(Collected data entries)
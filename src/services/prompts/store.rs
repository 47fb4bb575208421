//! Prompt Store
//!
//! Loads role prompt templates from `<PROMPTS_DIR>/<role>/base_prompt.yaml`,
//! validates them, and serves them to the prompt engine. A template failing
//! to parse or validate is skipped with a warning; compiled-in defaults back
//! every role. Reload builds a fresh map and swaps it atomically.

use std::collections::HashMap;
use std::path::PathBuf;
use std::sync::RwLock;

use tracing::{info, warn};

use crate::models::prompt::{
    ContextSection, IterationPhases, PhaseInstruction, PromptBody, PromptRole, PromptTemplate,
};

/// Registry of role templates
pub struct PromptStore {
    dir: PathBuf,
    templates: RwLock<HashMap<PromptRole, PromptTemplate>>,
}

impl PromptStore {
    /// Create the store and load templates from disk.
    pub fn new(dir: PathBuf) -> Self {
        let store = Self {
            dir,
            templates: RwLock::new(HashMap::new()),
        };
        store.reload();
        store
    }

    /// Rebuild the template map from disk and swap it in.
    pub fn reload(&self) {
        let mut fresh = HashMap::new();
        for role in [PromptRole::Writer, PromptRole::Reviewer] {
            if let Some(template) = self.load_role(role) {
                fresh.insert(role, template);
            }
        }
        let count = fresh.len();
        *self.templates.write().expect("template registry lock") = fresh;
        info!(loaded = count, dir = %self.dir.display(), "提示词模板加载完成");
    }

    fn load_role(&self, role: PromptRole) -> Option<PromptTemplate> {
        let path = self.dir.join(role.as_str()).join("base_prompt.yaml");
        let raw = match std::fs::read_to_string(&path) {
            Ok(raw) => raw,
            Err(_) => {
                warn!(path = %path.display(), "模板文件不存在，使用内置默认模板");
                return None;
            }
        };

        let template: PromptTemplate = match serde_yaml::from_str(&raw) {
            Ok(t) => t,
            Err(e) => {
                warn!(path = %path.display(), error = %e, "模板解析失败，跳过");
                return None;
            }
        };

        if let Err(e) = template.validate() {
            warn!(path = %path.display(), error = %e, "模板校验失败，跳过");
            return None;
        }

        Some(template)
    }

    /// The template for a role: file-backed if valid, compiled-in otherwise.
    pub fn get(&self, role: PromptRole) -> PromptTemplate {
        self.templates
            .read()
            .expect("template registry lock")
            .get(&role)
            .cloned()
            .unwrap_or_else(|| compiled_default(role))
    }

    /// Whether the role is currently backed by a file template.
    pub fn has_file_template(&self, role: PromptRole) -> bool {
        self.templates
            .read()
            .expect("template registry lock")
            .contains_key(&role)
    }
}

/// Compiled-in writer template, the last link of the fallback chain.
fn default_writer() -> PromptTemplate {
    PromptTemplate {
        metadata: None,
        prompt: PromptBody {
            role: "你现在扮演一名资深的中国发明专利撰写专家。".to_string(),
            objective: "目标：基于给定的技术背景和创新点，撰写一份结构完整、符合中国专利法和实务规范的发明专利草案。"
                .to_string(),
            requirements: vec![
                "使用 Markdown 编写完整专利文档".to_string(),
                "章节建议包括但不限于：标题、技术领域、背景技术、发明内容、附图说明、具体实施方式、权利要求书、摘要".to_string(),
                "所有图示必须使用 mermaid 语法的代码块".to_string(),
                "语言应尽可能客观、严谨、避免营销化和口语化表述".to_string(),
                "权利要求书要有独立权利要求和若干从属权利要求，并尽量覆盖主要创新点".to_string(),
            ],
            final_instruction: Some(
                "请直接输出完整、可独立阅读的 Markdown 专利文档，不要额外附加解释说明。".to_string(),
            ),
        },
        iteration_phases: Some(IterationPhases {
            first_iteration: PhaseInstruction {
                instruction: "你需要基于下面的技术背景/创新点，给出首版完整专利草案：".to_string(),
            },
            subsequent_iteration: PhaseInstruction {
                instruction: "你需要在上一版草案基础上，结合评审意见对文档进行整体修订和增强。"
                    .to_string(),
            },
        }),
        context_sections: vec![
            ContextSection {
                title: "【技术背景与创新点上下文】".to_string(),
                placeholder: "{{context}}".to_string(),
                condition: Some("context".to_string()),
            },
            ContextSection {
                title: "【上一版专利草案】".to_string(),
                placeholder: "{{previous_draft}}".to_string(),
                condition: Some("previous_draft".to_string()),
            },
            ContextSection {
                title: "【合规评审与问题清单】".to_string(),
                placeholder: "{{previous_review}}".to_string(),
                condition: Some("previous_review".to_string()),
            },
        ],
    }
}

/// Compiled-in reviewer template.
fn default_reviewer() -> PromptTemplate {
    PromptTemplate {
        metadata: None,
        prompt: PromptBody {
            role: "你现在扮演一名资深专利代理人 / 合规审查专家。".to_string(),
            objective: "任务：对下面的专利草案进行严格审查，找出所有可能的合规风险、缺陷和可改进之处，并给出条理清晰的修改建议。"
                .to_string(),
            requirements: vec![
                "是否充分体现并保护核心创新点".to_string(),
                "权利要求书是否具备新颖性、创造性和实用性，是否存在过窄或过宽的问题".to_string(),
                "是否存在模糊、主观或不清楚的表述".to_string(),
                "是否有与背景技术、实施例不一致的地方".to_string(),
                "mermaid 图是否与文字描述一致，是否存在遗漏或不清晰的环节".to_string(),
                "是否有明显的专利法或实务上的违反之处".to_string(),
            ],
            final_instruction: Some(
                "请以 Markdown 输出评审结果，包含以下部分：概览评语、问题清单（分条列出，每条包括问题描述和修改建议）、总体风险评估。不要重写专利全文，只给出评审和修改建议。"
                    .to_string(),
            ),
        },
        iteration_phases: None,
        context_sections: vec![
            ContextSection {
                title: "【技术背景与创新点上下文】".to_string(),
                placeholder: "{{context}}".to_string(),
                condition: Some("context".to_string()),
            },
            ContextSection {
                title: "【当前专利草案】".to_string(),
                placeholder: "{{current_draft}}".to_string(),
                condition: Some("current_draft".to_string()),
            },
        ],
    }
}

/// The always-available compiled-in template for a role.
pub fn compiled_default(role: PromptRole) -> PromptTemplate {
    match role {
        PromptRole::Writer => default_writer(),
        PromptRole::Reviewer => default_reviewer(),
    }
}

#[cfg(test)]
mod tests {
    use super::*;

    const WRITER_YAML: &str = r#"
metadata:
  name: "专利撰写提示词"
  version: "2.0"
  description: "写作角色模板"
prompt:
  role: "你是一名专利撰写专家。"
  objective: "撰写专利草案。"
  requirements:
    - "使用 Markdown"
  final_instruction: "直接输出文档。"
iteration_phases:
  first_iteration:
    instruction: "给出首版草案。"
  subsequent_iteration:
    instruction: "结合评审意见修订。"
context_sections:
  - title: "【上下文】"
    placeholder: "{{context}}"
    condition: "context"
"#;

    #[test]
    fn test_compiled_defaults_are_valid() {
        assert!(compiled_default(PromptRole::Writer).validate().is_ok());
        assert!(compiled_default(PromptRole::Reviewer).validate().is_ok());
    }

    #[test]
    fn test_missing_dir_falls_back_to_defaults() {
        let dir = tempfile::tempdir().unwrap();
        let store = PromptStore::new(dir.path().join("nope"));
        assert!(!store.has_file_template(PromptRole::Writer));
        let template = store.get(PromptRole::Writer);
        assert!(template.prompt.role.contains("专利撰写专家"));
    }

    #[test]
    fn test_file_template_loaded_and_preferred() {
        let dir = tempfile::tempdir().unwrap();
        let writer_dir = dir.path().join("writer");
        std::fs::create_dir_all(&writer_dir).unwrap();
        std::fs::write(writer_dir.join("base_prompt.yaml"), WRITER_YAML).unwrap();

        let store = PromptStore::new(dir.path().to_path_buf());
        assert!(store.has_file_template(PromptRole::Writer));
        assert!(!store.has_file_template(PromptRole::Reviewer));

        let template = store.get(PromptRole::Writer);
        assert_eq!(template.prompt.role, "你是一名专利撰写专家。");
        assert_eq!(template.metadata.unwrap().version, "2.0");
    }

    #[test]
    fn test_invalid_template_skipped() {
        let dir = tempfile::tempdir().unwrap();
        let writer_dir = dir.path().join("writer");
        std::fs::create_dir_all(&writer_dir).unwrap();
        std::fs::write(
            writer_dir.join("base_prompt.yaml"),
            "prompt:\n  role: \"  \"\n  objective: \"x\"\n",
        )
        .unwrap();

        let store = PromptStore::new(dir.path().to_path_buf());
        assert!(!store.has_file_template(PromptRole::Writer));
        // Fallback still usable.
        assert!(store.get(PromptRole::Writer).validate().is_ok());
    }

    #[test]
    fn test_reload_picks_up_new_files() {
        let dir = tempfile::tempdir().unwrap();
        let store = PromptStore::new(dir.path().to_path_buf());
        assert!(!store.has_file_template(PromptRole::Writer));

        let writer_dir = dir.path().join("writer");
        std::fs::create_dir_all(&writer_dir).unwrap();
        std::fs::write(writer_dir.join("base_prompt.yaml"), WRITER_YAML).unwrap();

        store.reload();
        assert!(store.has_file_template(PromptRole::Writer));
    }
}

▶ Prompt: Up to and including the line with "swaps it atomically.", output each line of the entries above exactly, starting from the first.

▶ Written response:
filename src/services/prompts/store.rs
repository 47fb4bb575208421
//! Prompt Store
//!
//! Loads role prompt templates from `<PROMPTS_DIR>/<role>/base_prompt.yaml`,
//! validates them, and serves them to the prompt engine. A template failing
//! to parse or validate is skipped with a warning; compiled-in defaults back
//! every role. Reload builds a fresh map and swaps it atomically.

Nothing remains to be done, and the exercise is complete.